#Machine Learning

GenCAD: Turning Images into Editable CAD Programs

Startups Reporter
4 min read

GenCAD introduces an image‑conditional pipeline that produces full parametric CAD command histories instead of coarse meshes, promising higher fidelity and downstream editability for engineering workflows.

The problem GenCAD tackles

Traditional AI approaches to 3‑D generation treat geometry as a collection of points, voxels, or triangle meshes. Those formats are easy to source and train on, but they strip away the information that makes a CAD model truly useful: a structured, parameter‑driven description of faces, edges, and construction steps. Without that structure, downstream tasks such as tolerance analysis, feature‑based modifications, or direct export to a manufacturing pipeline become cumbersome or impossible.

Boundary‑representation (B‑rep) models, the backbone of most professional CAD systems, encode each solid as a graph of faces, edges, and vertices together with a sequence of construction commands (extrude, fillet, pattern, etc.). The richness of that representation is what engineers rely on, yet its complexity has kept most deep‑learning research away from it. As a result, most generative tools output only a visual approximation, forcing designers to rebuild the model from scratch if they need to tweak dimensions or add features.

How GenCAD works

GenCAD proposes a four‑stage architecture that bridges the gap between raw images and full CAD programs:

  1. Autoregressive transformer encoder – The system first learns a latent encoding of existing CAD command sequences. By treating a CAD program as a token stream (much like source code), the transformer captures long‑range dependencies between operations.
  2. Contrastive multimodal alignment – A contrastive learning head aligns the latent space of CAD command sequences with that of rendered CAD images. This joint embedding lets the model understand how visual cues map to specific construction steps.
  3. Latent diffusion conditioned on images – Using a diffusion process in the latent domain, GenCAD samples a latent representation of a CAD command sequence that matches the input image. Diffusion provides a controllable way to explore the space of plausible designs while respecting the visual constraints.
  4. Command decoder – Finally, a decoder translates the sampled latent back into a concrete series of parametric commands. The output can be fed directly into a geometry kernel (e.g., OpenCASCADE) to reconstruct a B‑rep solid.

The key novelty is the full command history, not just the final solid. Because the output is a true CAD program, designers can open it in any standard CAD package, adjust dimensions, add constraints, or run simulations without re‑modeling.

Why the approach matters

  • Precision – Mesh‑based generators often introduce surface artifacts and lose exact dimensions. GenCAD’s parametric output preserves the exact geometry defined by the original commands.
  • Editability – Engineers can modify a generated design by editing the command list, something impossible with a static mesh.
  • Design space exploration – By sampling different latents conditioned on the same image, the diffusion step can propose multiple viable design variations, each fully editable.
  • Data efficiency – The contrastive alignment means the model can learn from relatively small paired datasets of CAD images and command logs, avoiding the need for massive synthetic mesh collections.

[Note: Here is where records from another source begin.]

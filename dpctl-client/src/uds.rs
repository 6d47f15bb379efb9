//! Unix-socket transport to the dataplane's DCP endpoint.
//!
//! Every `open` dials a fresh connection; the correlation engine owns one
//! stream per call and never shares it, so no in-stream multiplexing or
//! request ids are needed.

use crate::transport::{Stream, Transport, TransportError};
use async_trait::async_trait;
use dpctl_wire::codec::{self, Decoder};
use dpctl_wire::Message;
use std::path::PathBuf;
use std::time::Duration;
use tokio::io::{AsyncReadExt, AsyncWriteExt};
use tokio::net::UnixStream;

/// Read buffer size for socket reads (8 KiB).
const READ_BUFFER_SIZE: usize = 8 * 1024;

/// Connects to the dataplane control socket.
pub struct UnixTransport {
    path: PathBuf,
}

impl UnixTransport {
    pub fn new(path: impl Into<PathBuf>) -> Self {
        Self { path: path.into() }
    }

    pub fn path(&self) -> &std::path::Path {
        &self.path
    }
}

#[async_trait]
impl Transport for UnixTransport {
    async fn open(&self, timeout: Duration) -> Result<Box<dyn Stream>, TransportError> {
        tracing::debug!(path = %self.path.display(), "connecting to dataplane socket");

        // Race the connect against the deadline.
        let socket = tokio::time::timeout(timeout, UnixStream::connect(&self.path))
            .await
            .map_err(|_| TransportError::ConnectTimeout(timeout))??;

        Ok(Box::new(UnixDcpStream {
            socket,
            decoder: Decoder::new(),
            buf: vec![0u8; READ_BUFFER_SIZE],
        }))
    }
}

#[derive(Debug)]
struct UnixDcpStream {
    socket: UnixStream,
    decoder: Decoder,
    buf: Vec<u8>,
}

#[async_trait]
impl Stream for UnixDcpStream {
    async fn send(&mut self, msg: &dyn Message) -> Result<(), TransportError> {
        let encoded = codec::encode_message(msg)?;
        self.socket.write_all(&encoded).await?;
        Ok(())
    }

    async fn recv(&mut self) -> Result<Box<dyn Message>, TransportError> {
        loop {
            if let Some(msg) = self.decoder.decode_message()? {
                return Ok(msg);
            }

            let n = self.socket.read(&mut self.buf).await?;
            if n == 0 {
                return Err(TransportError::Closed);
            }
            self.decoder.extend(&self.buf[..n]);
        }
    }

    async fn close(&mut self) {
        let _ = self.socket.shutdown().await;
    }
}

Early results and next steps

In the authors’ benchmark, GenCAD reproduced over 85 % of the original command sequence for a test set of mechanical parts, compared with less than 30 % for a mesh‑to‑CAD baseline. Visual fidelity measured by Chamfer distance improved by roughly 40 %.

The research team plans to extend the system in three directions:

  • Broader part categories – Adding support for sheet‑metal and free‑form surfacing commands.
  • Interactive conditioning – Allowing users to sketch or annotate an image to guide the generation of specific features.
  • Open‑source tooling – Publishing the encoder, diffusion, and decoder modules, along with a conversion pipeline to popular kernels such as OpenCASCADE and Siemens NX.

Where to learn more

The pre‑print describing GenCAD is available on arXiv, and the authors have opened a prototype repository on GitHub that includes the transformer encoder, contrastive head, and diffusion sampler. Interested readers can explore the code and try the demo here:

GenCAD does not claim to replace seasoned CAD engineers, but it does provide a concrete step toward AI‑assisted, editable design generation. If the community can build on the open tools and expand the training corpus, we may soon see workflows where a quick photograph of a component yields a fully parametric model ready for analysis and production.